- Aim of the task
Reproduce all records below exactly.

Collected data
▶
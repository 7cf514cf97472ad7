use std::sync::LazyLock;

use scraper::{ElementRef, Html, Selector};
use url::Url;

use super::{normalized_text, resolve};
use crate::models::ListingRecord;

static ITEM: LazyLock<Selector> = LazyLock::new(|| Selector::parse("article.product_pod").unwrap());
static HEADING_LINK: LazyLock<Selector> = LazyLock::new(|| Selector::parse("h3 a").unwrap());
static PRICE: LazyLock<Selector> = LazyLock::new(|| Selector::parse("p.price_color").unwrap());
static AVAILABILITY: LazyLock<Selector> =
    LazyLock::new(|| Selector::parse("p.instock.availability").unwrap());
static RATING: LazyLock<Selector> = LazyLock::new(|| Selector::parse("p.star-rating").unwrap());
static NEXT_LINK: LazyLock<Selector> = LazyLock::new(|| Selector::parse("li.next a").unwrap());

const RATING_CLASS: &str = "star-rating";

/// Every catalog item on a listing page, in document order.
pub fn extract_items(doc: &Html, page_url: &Url) -> Vec<ListingRecord> {
    doc.select(&ITEM)
        .map(|item| extract_item(item, page_url))
        .collect()
}

pub fn extract_item(item: ElementRef, page_url: &Url) -> ListingRecord {
    let link = item.select(&HEADING_LINK).next();

    let title = link
        .and_then(|a| a.value().attr("title"))
        .unwrap_or_default()
        .to_string();

    // Currency glyphs stay; the cleaner strips them.
    let price_raw = item
        .select(&PRICE)
        .next()
        .map(|p| p.text().collect::<String>().trim().to_string())
        .unwrap_or_default();

    let availability = item
        .select(&AVAILABILITY)
        .next()
        .map(normalized_text)
        .unwrap_or_default();

    let rating_label = item.select(&RATING).next().and_then(|p| {
        p.value()
            .classes()
            .find(|c| *c != RATING_CLASS)
            .map(str::to_string)
    });

    let detail_url = link
        .and_then(|a| a.value().attr("href"))
        .and_then(|href| resolve(page_url, href));

    ListingRecord {
        title,
        price_raw,
        availability,
        rating_label,
        detail_url,
    }
}

/// The absolute URL of the following listing page, or `None` on the last page.
pub fn next_page_url(doc: &Html, page_url: &Url) -> Option<Url> {
    doc.select(&NEXT_LINK)
        .next()
        .and_then(|a| a.value().attr("href"))
        .and_then(|href| resolve(page_url, href))
}
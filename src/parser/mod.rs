pub mod detail;
pub mod listing;

use scraper::ElementRef;
use tracing::warn;
use url::Url;

/// Whitespace-collapsed text content of an element.
pub(crate) fn normalized_text(el: ElementRef) -> String {
    el.text()
        .flat_map(str::split_whitespace)
        .collect::<Vec<_>>()
        .join(" ")
}

/// Resolve an href the way a browser would, relative to the page it came from.
pub(crate) fn resolve(base: &Url, href: &str) -> Option<Url> {
    match base.join(href.trim()) {
        Ok(url) => Some(url),
        Err(e) => {
            warn!("Could not resolve {:?} against {}: {}", href, base, e);
            None
        }
    }
}
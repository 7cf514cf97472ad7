mod cleaner;
mod crawler;
mod db;
mod error;
mod export;
mod fetcher;
mod logging;
mod models;
mod parser;
mod politeness;
mod settings;

use std::time::Instant;

use anyhow::{Context, Result};
use scraper::Html;
use tracing::{debug, info};

use crate::crawler::Crawler;
use crate::fetcher::Fetcher;
use crate::politeness::Politeness;
use crate::settings::Settings;

fn main() -> Result<()> {
    let settings = Settings::load()?;
    let _log_guard = logging::init(&settings.log_file)?;
    info!(settings = ?settings, "Starting books scraper");

    let t0 = Instant::now();
    let http = Fetcher::new(&settings.user_agent, settings.request_timeout())?;

    // Advisory only; the crawl starts from `start_url` whatever happens here.
    let home = settings.home_url()?;
    if let Some(page) = fetcher::probe(&http.with_timeout(settings.probe_timeout()), &home) {
        let items = parser::listing::extract_items(&Html::parse_document(&page.body), &page.url);
        info!("Homepage lists {} products", items.len());
    }

    let politeness = if settings.max_delay_secs > 0.0 {
        Politeness::new(settings.min_delay_secs, settings.max_delay_secs)
    } else {
        info!("Politeness delay disabled");
        Politeness::disabled()
    };
    let outcome = Crawler::new(&http, politeness).run(settings.start_url()?)?;
    let stats = outcome.stats;
    let raw = outcome.records;

    let report = cleaner::clean(raw.iter().cloned());
    info!(
        "Cleaned {} records ({} validation warnings)",
        report.records.len(),
        report.issues.len()
    );
    for issue in &report.issues {
        debug!("{}", issue);
    }

    std::fs::create_dir_all(&settings.output_dir)
        .with_context(|| format!("Failed to create {:?}", settings.output_dir))?;

    let raw_path = settings.raw_csv_path();
    let written = export::write_raw(&raw_path, &raw)?;
    info!("Wrote {} raw rows to {:?}", written, raw_path);

    let cleaned_path = settings.cleaned_csv_path();
    let written = export::write_cleaned(&cleaned_path, &report.records)?;
    info!("Wrote {} cleaned rows to {:?}", written, cleaned_path);

    let db_path = settings.database_path();
    let conn = db::connect(&db_path)?;
    let inserted = db::replace_books(&conn, &report.records)?;
    info!("Loaded {} rows into {} ({:?})", inserted, db::BOOKS_TABLE, db_path);

    println!(
        "Scraped {} pages, {} records ({} detail pages failed, {} warnings).",
        stats.pages,
        raw.len(),
        stats.detail_failures,
        report.issues.len()
    );
    println!("Outputs in {:?}", settings.output_dir);
    println!("\nDone in {}", crawler::format_duration(t0.elapsed()));
    Ok(())
}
◀
- The completed task
repository 7cf514cf97472ad7
use std::sync::LazyLock;

use scraper::{ElementRef, Html, Selector};
use url::Url;

use super::{normalized_text, resolve};
use crate::models::ListingRecord;

static ITEM: LazyLock<Selector> = LazyLock::new(|| Selector::parse("article.product_pod").unwrap());
static HEADING_LINK: LazyLock<Selector> = LazyLock::new(|| Selector::parse("h3 a").unwrap());
static PRICE: LazyLock<Selector> = LazyLock::new(|| Selector::parse("p.price_color").unwrap());
static AVAILABILITY: LazyLock<Selector> =
    LazyLock::new(|| Selector::parse("p.instock.availability").unwrap());
static RATING: LazyLock<Selector> = LazyLock::new(|| Selector::parse("p.star-rating").unwrap());
static NEXT_LINK: LazyLock<Selector> = LazyLock::new(|| Selector::parse("li.next a").unwrap());

const RATING_CLASS: &str = "star-rating";

/// Every catalog item on a listing page, in document order.
pub fn extract_items(doc: &Html, page_url: &Url) -> Vec<ListingRecord> {
    doc.select(&ITEM)
        .map(|item| extract_item(item, page_url))
        .collect()
}

pub fn extract_item(item: ElementRef, page_url: &Url) -> ListingRecord {
    let link = item.select(&HEADING_LINK).next();

    let title = link
        .and_then(|a| a.value().attr("title"))
        .unwrap_or_default()
        .to_string();

    // Currency glyphs stay; the cleaner strips them.
    let price_raw = item
        .select(&PRICE)
        .next()
        .map(|p| p.text().collect::<String>().trim().to_string())
        .unwrap_or_default();

    let availability = item
        .select(&AVAILABILITY)
        .next()
        .map(normalized_text)
        .unwrap_or_default();

    let rating_label = item.select(&RATING).next().and_then(|p| {
        p.value()
            .classes()
            .find(|c| *c != RATING_CLASS)
            .map(str::to_string)
    });

    let detail_url = link
        .and_then(|a| a.value().attr("href"))
        .and_then(|href| resolve(page_url, href));

    ListingRecord {
        title,
        price_raw,
        availability,
        rating_label,
        detail_url,
    }
}

/// The absolute URL of the following listing page, or `None` on the last page.
pub fn next_page_url(doc: &Html, page_url: &Url) -> Option<Url> {
    doc.select(&NEXT_LINK)
        .next()
        .and_then(|a| a.value().attr("href"))
        .and_then(|href| resolve(page_url, href))
}
filename src/parser/mod.rs
pub mod detail;
pub mod listing;

use scraper::ElementRef;
use tracing::warn;
use url::Url;

/// Whitespace-collapsed text content of an element.
pub(crate) fn normalized_text(el: ElementRef) -> String {
    el.text()
        .flat_map(str::split_whitespace)
        .collect::<Vec<_>>()
        .join(" ")
}

/// Resolve an href the way a browser would, relative to the page it came from.
pub(crate) fn resolve(base: &Url, href: &str) -> Option<Url> {
    match base.join(href.trim()) {
        Ok(url) => Some(url),
        Err(e) => {
            warn!("Could not resolve {:?} against {}: {}", href, base, e);
            None
        }
    }
}
repository 7cf514cf97472ad7
mod cleaner;
mod crawler;
mod db;
mod error;
mod export;
mod fetcher;
mod logging;
mod models;
mod parser;
mod politeness;
mod settings;

use std::time::Instant;

use anyhow::{Context, Result};
use scraper::Html;
use tracing::{debug, info};

use crate::crawler::Crawler;
use crate::fetcher::Fetcher;
use crate::politeness::Politeness;
use crate::settings::Settings;

fn main() -> Result<()> {
    let settings = Settings::load()?;
    let _log_guard = logging::init(&settings.log_file)?;
    info!(settings = ?settings, "Starting books scraper");

    let t0 = Instant::now();
    let http = Fetcher::new(&settings.user_agent, settings.request_timeout())?;

    // Advisory only; the crawl starts from `start_url` whatever happens here.
    let home = settings.home_url()?;
    if let Some(page) = fetcher::probe(&http.with_timeout(settings.probe_timeout()), &home) {
        let items = parser::listing::extract_items(&Html::parse_document(&page.body), &page.url);
        info!("Homepage lists {} products", items.len());
    }

    let politeness = if settings.max_delay_secs > 0.0 {
        Politeness::new(settings.min_delay_secs, settings.max_delay_secs)
    } else {
        info!("Politeness delay disabled");
        Politeness::disabled()
    };
    let outcome = Crawler::new(&http, politeness).run(settings.start_url()?)?;
    let stats = outcome.stats;
    let raw = outcome.records;

    let report = cleaner::clean(raw.iter().cloned());
    info!(
        "Cleaned {} records ({} validation warnings)",
        report.records.len(),
        report.issues.len()
    );
    for issue in &report.issues {
        debug!("{}", issue);
    }

    std::fs::create_dir_all(&settings.output_dir)
        .with_context(|| format!("Failed to create {:?}", settings.output_dir))?;

    let raw_path = settings.raw_csv_path();
    let written = export::write_raw(&raw_path, &raw)?;
    info!("Wrote {} raw rows to {:?}", written, raw_path);

    let cleaned_path = settings.cleaned_csv_path();
    let written = export::write_cleaned(&cleaned_path, &report.records)?;
    info!("Wrote {} cleaned rows to {:?}", written, cleaned_path);

    let db_path = settings.database_path();
    let conn = db::connect(&db_path)?;
    let inserted = db::replace_books(&conn, &report.records)?;
    info!("Loaded {} rows into {} ({:?})", inserted, db::BOOKS_TABLE, db_path);

    println!(
        "Scraped {} pages, {} records ({} detail pages failed, {} warnings).",
        stats.pages,
        raw.len(),
        stats.detail_failures,
        report.issues.len()
    );
    println!("Outputs in {:?}", settings.output_dir);
    println!("\nDone in {}", crawler::format_duration(t0.elapsed()));
    Ok(())
}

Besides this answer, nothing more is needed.